■ Task description
How many separate lines of the data contain "ToSchema"? Give the count and nothing else.
┄┄┄┄┄┄┄┄┄┄┄┄┄┄┄┄┄┄┄┄
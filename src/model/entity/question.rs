use crate::impl_paginatable_for;
use crate::model::entity::{Choice, ChoiceDraft};
use crate::model::repo::ResourceTyped;
use crate::model::{ModelManager, error::DatabaseResult, repo::CrudRepository};
use crate::web::AuthenticatedUser;
use async_trait::async_trait;
use serde::{Deserialize, Serialize};
use sqlx::prelude::FromRow;
use uuid::Uuid;

#[derive(Debug, Clone, Serialize, Deserialize, FromRow, utoipa::ToSchema)]
pub struct Question {
    id: Uuid,
    course_id: Uuid,
    question_text: String,
    grade_point: i32,
}

#[derive(Debug, Deserialize, Serialize, utoipa::ToSchema)]
pub struct QuestionCreate {
    pub course_id: Uuid,
    pub question_text: String,
    pub grade_point: Option<i32>,
}

impl ResourceTyped for Question {
    fn get_resource_type() -> crate::model::ResourceType {
        crate::model::ResourceType::Question
    }
}

impl Question {
    pub fn id(&self) -> Uuid {
        self.id
    }

    pub fn course_id(&self) -> Uuid {
        self.course_id
    }

    pub fn question_text(&self) -> &str {
        &self.question_text
    }

    pub fn grade_point(&self) -> i32 {
        self.grade_point
    }
}

#[async_trait]
impl CrudRepository<Question, QuestionCreate, Uuid> for Question {
    async fn create(
        mm: &ModelManager,
        _actor: &AuthenticatedUser,
        data: QuestionCreate,
    ) -> DatabaseResult<Self> {
        let row = sqlx::query_as(
            r#"
            INSERT INTO questions (id, course_id, question_text, grade_point)
            VALUES ($1,$2,$3,$4)
            RETURNING id, course_id, question_text, grade_point
            "#,
        )
        .bind(Uuid::new_v4())
        .bind(data.course_id)
        .bind(&data.question_text)
        .bind(data.grade_point.unwrap_or(1))
        .fetch_one(mm.executor())
        .await?;

        Ok(row)
    }

    async fn update(
        mut self,
        mm: &ModelManager,
        _actor: &AuthenticatedUser,
        data: QuestionCreate,
    ) -> DatabaseResult<Self> {
        let grade_point = data.grade_point.unwrap_or(self.grade_point);
        sqlx::query(
            "UPDATE questions SET course_id = $1, question_text = $2, grade_point = $3 WHERE id = $4",
        )
        .bind(data.course_id)
        .bind(&data.question_text)
        .bind(grade_point)
        .bind(self.id)
        .execute(mm.executor())
        .await?;

        self.course_id = data.course_id;
        self.question_text = data.question_text;
        self.grade_point = grade_point;
        Ok(self)
    }

    async fn delete(self, mm: &ModelManager, _actor: &AuthenticatedUser) -> DatabaseResult<()> {
        sqlx::query("DELETE FROM questions WHERE id = $1")
            .bind(self.id)
            .execute(mm.executor())
            .await?;
        Ok(())
    }

    async fn find_by_id(
        mm: &ModelManager,
        _actor: &AuthenticatedUser,
        id: Uuid,
    ) -> DatabaseResult<Option<Self>> {
        let result = sqlx::query_as("SELECT * FROM questions WHERE id = $1")
            .bind(id)
            .fetch_optional(mm.executor())
            .await?;
        Ok(result)
    }

    async fn list(
        mm: &ModelManager,
        _actor: &AuthenticatedUser,
        limit: i64,
        offset: i64,
    ) -> DatabaseResult<Vec<Self>> {
        let result = sqlx::query_as("SELECT * FROM questions ORDER BY created_at, id LIMIT $1 OFFSET $2")
            .bind(limit)
            .bind(offset)
            .fetch_all(mm.executor())
            .await?;
        Ok(result)
    }

    async fn count(mm: &ModelManager, _actor: &AuthenticatedUser) -> DatabaseResult<i64> {
        let result: i64 = sqlx::query_scalar("SELECT COUNT(*) FROM questions")
            .fetch_one(mm.executor())
            .await?;

        Ok(result)
    }
}

impl_paginatable_for!(Question, QuestionCreate, Uuid);

impl Question {
    pub async fn all_by_course(
        mm: &ModelManager,
        _actor: &AuthenticatedUser,
        course_id: Uuid,
    ) -> DatabaseResult<Vec<Self>> {
        let rows = sqlx::query_as("SELECT * FROM questions WHERE course_id = $1 ORDER BY created_at, id")
            .bind(course_id)
            .fetch_all(mm.executor())
            .await?;
        Ok(rows)
    }

    pub async fn find_by_text(
        mm: &ModelManager,
        _actor: &AuthenticatedUser,
        question_text: &str,
    ) -> DatabaseResult<Option<Self>> {
        let row = sqlx::query_as(
            "SELECT * FROM questions WHERE question_text = $1 ORDER BY created_at LIMIT 1",
        )
        .bind(question_text)
        .fetch_optional(mm.executor())
        .await?;
        Ok(row)
    }

    /// Inserts a question and its choices atomically.
    pub async fn create_with_choices(
        mm: &ModelManager,
        _actor: &AuthenticatedUser,
        data: QuestionCreate,
        choices: Vec<ChoiceDraft>,
    ) -> DatabaseResult<(Self, Vec<Choice>)> {
        let mut tx = mm.executor().begin().await?;

        let question: Self = sqlx::query_as(
            r#"
            INSERT INTO questions (id, course_id, question_text, grade_point)
            VALUES ($1,$2,$3,$4)
            RETURNING id, course_id, question_text, grade_point
            "#,
        )
        .bind(Uuid::new_v4())
        .bind(data.course_id)
        .bind(&data.question_text)
        .bind(data.grade_point.unwrap_or(1))
        .fetch_one(&mut *tx)
        .await?;

        let mut created = Vec::with_capacity(choices.len());
        for draft in choices {
            let choice: Choice = sqlx::query_as(
                r#"
                INSERT INTO choices (id, question_id, choice_text, is_correct)
                VALUES ($1,$2,$3,$4)
                RETURNING id, question_id, choice_text, is_correct
                "#,
            )
            .bind(Uuid::new_v4())
            .bind(question.id)
            .bind(&draft.choice_text)
            .bind(draft.is_correct)
            .fetch_one(&mut *tx)
            .await?;
            created.push(choice);
        }

        tx.commit().await?;
        Ok((question, created))
    }
}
┄┄┄┄┄┄┄┄┄┄┄┄┄┄┄┄┄┄┄┄
■ Exercise answer
2